[Task statement]: Produce an exact copy of the listing.

*** Begin section ***

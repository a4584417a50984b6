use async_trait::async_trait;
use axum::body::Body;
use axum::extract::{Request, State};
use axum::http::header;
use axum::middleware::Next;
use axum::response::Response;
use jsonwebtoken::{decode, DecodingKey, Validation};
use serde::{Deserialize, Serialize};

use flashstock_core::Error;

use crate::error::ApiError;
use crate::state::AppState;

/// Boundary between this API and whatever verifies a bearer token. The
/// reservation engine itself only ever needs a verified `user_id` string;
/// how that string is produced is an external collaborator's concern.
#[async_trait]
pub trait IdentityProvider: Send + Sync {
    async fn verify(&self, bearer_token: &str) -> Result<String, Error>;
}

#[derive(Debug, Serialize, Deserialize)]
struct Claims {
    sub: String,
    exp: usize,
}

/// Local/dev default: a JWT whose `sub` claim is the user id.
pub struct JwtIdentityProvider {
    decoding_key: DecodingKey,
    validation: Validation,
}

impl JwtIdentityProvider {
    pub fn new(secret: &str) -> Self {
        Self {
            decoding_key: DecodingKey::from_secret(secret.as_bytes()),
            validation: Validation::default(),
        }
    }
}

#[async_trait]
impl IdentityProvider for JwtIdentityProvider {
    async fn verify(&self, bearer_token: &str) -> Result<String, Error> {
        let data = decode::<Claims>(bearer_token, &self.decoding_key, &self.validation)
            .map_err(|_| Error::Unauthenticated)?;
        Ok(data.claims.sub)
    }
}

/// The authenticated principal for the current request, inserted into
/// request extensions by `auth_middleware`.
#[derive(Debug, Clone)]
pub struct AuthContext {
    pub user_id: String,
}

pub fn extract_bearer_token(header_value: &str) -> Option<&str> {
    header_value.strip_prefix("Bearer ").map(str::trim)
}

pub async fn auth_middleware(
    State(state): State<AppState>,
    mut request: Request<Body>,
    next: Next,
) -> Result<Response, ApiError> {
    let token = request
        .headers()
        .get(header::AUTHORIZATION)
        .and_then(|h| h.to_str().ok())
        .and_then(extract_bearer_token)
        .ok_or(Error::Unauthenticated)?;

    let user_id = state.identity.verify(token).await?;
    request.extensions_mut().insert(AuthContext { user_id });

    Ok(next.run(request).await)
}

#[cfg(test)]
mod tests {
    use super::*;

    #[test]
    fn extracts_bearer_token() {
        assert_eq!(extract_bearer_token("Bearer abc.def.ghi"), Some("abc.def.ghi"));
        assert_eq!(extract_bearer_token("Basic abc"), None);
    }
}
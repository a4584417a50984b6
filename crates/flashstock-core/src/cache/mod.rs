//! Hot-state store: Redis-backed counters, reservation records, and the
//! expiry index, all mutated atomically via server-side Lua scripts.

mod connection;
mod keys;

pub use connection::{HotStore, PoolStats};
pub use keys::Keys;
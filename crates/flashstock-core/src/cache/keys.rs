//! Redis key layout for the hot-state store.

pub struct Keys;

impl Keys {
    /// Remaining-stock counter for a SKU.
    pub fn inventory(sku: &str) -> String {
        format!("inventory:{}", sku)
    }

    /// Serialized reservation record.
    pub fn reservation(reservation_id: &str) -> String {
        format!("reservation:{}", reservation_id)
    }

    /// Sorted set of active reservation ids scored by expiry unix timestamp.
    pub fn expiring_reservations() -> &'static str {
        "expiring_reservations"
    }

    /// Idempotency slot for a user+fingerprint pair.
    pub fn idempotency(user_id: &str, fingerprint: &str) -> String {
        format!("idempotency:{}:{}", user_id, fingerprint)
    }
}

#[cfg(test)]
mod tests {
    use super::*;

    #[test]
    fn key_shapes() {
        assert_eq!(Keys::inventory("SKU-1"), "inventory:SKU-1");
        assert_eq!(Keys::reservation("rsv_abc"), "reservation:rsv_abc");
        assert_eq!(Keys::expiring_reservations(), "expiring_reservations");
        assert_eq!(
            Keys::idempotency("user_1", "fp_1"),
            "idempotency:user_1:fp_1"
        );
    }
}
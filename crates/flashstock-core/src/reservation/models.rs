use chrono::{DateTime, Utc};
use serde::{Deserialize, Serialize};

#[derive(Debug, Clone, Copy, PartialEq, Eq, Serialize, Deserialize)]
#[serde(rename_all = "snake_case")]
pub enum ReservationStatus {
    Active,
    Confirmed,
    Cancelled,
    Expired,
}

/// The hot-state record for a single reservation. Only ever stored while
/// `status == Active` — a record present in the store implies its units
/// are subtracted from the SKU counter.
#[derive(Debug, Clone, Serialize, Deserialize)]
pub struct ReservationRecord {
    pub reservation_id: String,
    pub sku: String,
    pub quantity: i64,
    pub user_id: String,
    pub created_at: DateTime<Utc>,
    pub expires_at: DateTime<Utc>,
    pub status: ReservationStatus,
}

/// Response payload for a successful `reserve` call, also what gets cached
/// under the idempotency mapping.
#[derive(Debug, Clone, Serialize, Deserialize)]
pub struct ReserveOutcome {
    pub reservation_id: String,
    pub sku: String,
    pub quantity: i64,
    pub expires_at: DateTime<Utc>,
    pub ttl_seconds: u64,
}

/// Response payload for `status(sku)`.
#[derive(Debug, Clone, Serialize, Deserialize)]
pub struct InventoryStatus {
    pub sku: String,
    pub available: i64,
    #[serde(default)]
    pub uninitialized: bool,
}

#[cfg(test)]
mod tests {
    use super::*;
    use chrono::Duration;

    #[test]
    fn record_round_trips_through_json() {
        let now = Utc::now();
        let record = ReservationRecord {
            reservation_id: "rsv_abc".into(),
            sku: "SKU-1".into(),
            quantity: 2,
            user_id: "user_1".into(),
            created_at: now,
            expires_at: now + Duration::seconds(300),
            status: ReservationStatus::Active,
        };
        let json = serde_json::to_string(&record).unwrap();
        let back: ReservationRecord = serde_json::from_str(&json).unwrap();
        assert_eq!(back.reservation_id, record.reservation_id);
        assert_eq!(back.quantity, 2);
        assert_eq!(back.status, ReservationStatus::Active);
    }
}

*** End section ***

[Result]:
repository a4584417a50984b6
use async_trait::async_trait;
use axum::body::Body;
use axum::extract::{Request, State};
use axum::http::header;
use axum::middleware::Next;
use axum::response::Response;
use jsonwebtoken::{decode, DecodingKey, Validation};
use serde::{Deserialize, Serialize};

use flashstock_core::Error;

use crate::error::ApiError;
use crate::state::AppState;

/// Boundary between this API and whatever verifies a bearer token. The
/// reservation engine itself only ever needs a verified `user_id` string;
/// how that string is produced is an external collaborator's concern.
#[async_trait]
pub trait IdentityProvider: Send + Sync {
    async fn verify(&self, bearer_token: &str) -> Result<String, Error>;
}

#[derive(Debug, Serialize, Deserialize)]
struct Claims {
    sub: String,
    exp: usize,
}

/// Local/dev default: a JWT whose `sub` claim is the user id.
pub struct JwtIdentityProvider {
    decoding_key: DecodingKey,
    validation: Validation,
}

impl JwtIdentityProvider {
    pub fn new(secret: &str) -> Self {
        Self {
            decoding_key: DecodingKey::from_secret(secret.as_bytes()),
            validation: Validation::default(),
        }
    }
}

#[async_trait]
impl IdentityProvider for JwtIdentityProvider {
    async fn verify(&self, bearer_token: &str) -> Result<String, Error> {
        let data = decode::<Claims>(bearer_token, &self.decoding_key, &self.validation)
            .map_err(|_| Error::Unauthenticated)?;
        Ok(data.claims.sub)
    }
}

/// The authenticated principal for the current request, inserted into
/// request extensions by `auth_middleware`.
#[derive(Debug, Clone)]
pub struct AuthContext {
    pub user_id: String,
}

pub fn extract_bearer_token(header_value: &str) -> Option<&str> {
    header_value.strip_prefix("Bearer ").map(str::trim)
}

pub async fn auth_middleware(
    State(state): State<AppState>,
    mut request: Request<Body>,
    next: Next,
) -> Result<Response, ApiError> {
    let token = request
        .headers()
        .get(header::AUTHORIZATION)
        .and_then(|h| h.to_str().ok())
        .and_then(extract_bearer_token)
        .ok_or(Error::Unauthenticated)?;

    let user_id = state.identity.verify(token).await?;
    request.extensions_mut().insert(AuthContext { user_id });

    Ok(next.run(request).await)
}

#[cfg(test)]
mod tests {
    use super::*;

    #[test]
    fn extracts_bearer_token() {
        assert_eq!(extract_bearer_token("Bearer abc.def.ghi"), Some("abc.def.ghi"));
        assert_eq!(extract_bearer_token("Basic abc"), None);
    }
}
repository a4584417a50984b6
filename crates/flashstock-core/src/cache/mod.rs
//! Hot-state store: Redis-backed counters, reservation records, and the
//! expiry index, all mutated atomically via server-side Lua scripts.

mod connection;
mod keys;

pub use connection::{HotStore, PoolStats};
pub use keys::Keys;
filename crates/flashstock-core/src/cache/keys.rs
//! Redis key layout for the hot-state store.

pub struct Keys;

impl Keys {
    /// Remaining-stock counter for a SKU.
    pub fn inventory(sku: &str) -> String {
        format!("inventory:{}", sku)
    }

    /// Serialized reservation record.
    pub fn reservation(reservation_id: &str) -> String {
        format!("reservation:{}", reservation_id)
    }

    /// Sorted set of active reservation ids scored by expiry unix timestamp.
    pub fn expiring_reservations() -> &'static str {
        "expiring_reservations"
    }

    /// Idempotency slot for a user+fingerprint pair.
    pub fn idempotency(user_id: &str, fingerprint: &str) -> String {
        format!("idempotency:{}:{}", user_id, fingerprint)
    }
}

#[cfg(test)]
mod tests {
    use super::*;

    #[test]
    fn key_shapes() {
        assert_eq!(Keys::inventory("SKU-1"), "inventory:SKU-1");
        assert_eq!(Keys::reservation("rsv_abc"), "reservation:rsv_abc");
        assert_eq!(Keys::expiring_reservations(), "expiring_reservations");
        assert_eq!(
            Keys::idempotency("user_1", "fp_1"),
            "idempotency:user_1:fp_1"
        );
    }
}
filename crates/flashstock-core/src/reservation/models.rs
use chrono::{DateTime, Utc};
use serde::{Deserialize, Serialize};

#[derive(Debug, Clone, Copy, PartialEq, Eq, Serialize, Deserialize)]
#[serde(rename_all = "snake_case")]
pub enum ReservationStatus {
    Active,
    Confirmed,
    Cancelled,
    Expired,
}

/// The hot-state record for a single reservation. Only ever stored while
/// `status == Active` — a record present in the store implies its units
/// are subtracted from the SKU counter.
#[derive(Debug, Clone, Serialize, Deserialize)]
pub struct ReservationRecord {
    pub reservation_id: String,
    pub sku: String,
    pub quantity: i64,
    pub user_id: String,
    pub created_at: DateTime<Utc>,
    pub expires_at: DateTime<Utc>,
    pub status: ReservationStatus,
}

/// Response payload for a successful `reserve` call, also what gets cached
/// under the idempotency mapping.
#[derive(Debug, Clone, Serialize, Deserialize)]
pub struct ReserveOutcome {
    pub reservation_id: String,
    pub sku: String,
    pub quantity: i64,
    pub expires_at: DateTime<Utc>,
    pub ttl_seconds: u64,
}

/// Response payload for `status(sku)`.
#[derive(Debug, Clone, Serialize, Deserialize)]
pub struct InventoryStatus {
    pub sku: String,
    pub available: i64,
    #[serde(default)]
    pub uninitialized: bool,
}

#[cfg(test)]
mod tests {
    use super::*;
    use chrono::Duration;

    #[test]
    fn record_round_trips_through_json() {
        let now = Utc::now();
        let record = ReservationRecord {
            reservation_id: "rsv_abc".into(),
            sku: "SKU-1".into(),
            quantity: 2,
            user_id: "user_1".into(),
            created_at: now,
            expires_at: now + Duration::seconds(300),
            status: ReservationStatus::Active,
        };
        let json = serde_json::to_string(&record).unwrap();
        let back: ReservationRecord = serde_json::from_str(&json).unwrap();
        assert_eq!(back.reservation_id, record.reservation_id);
        assert_eq!(back.quantity, 2);
        assert_eq!(back.status, ReservationStatus::Active);
    }
}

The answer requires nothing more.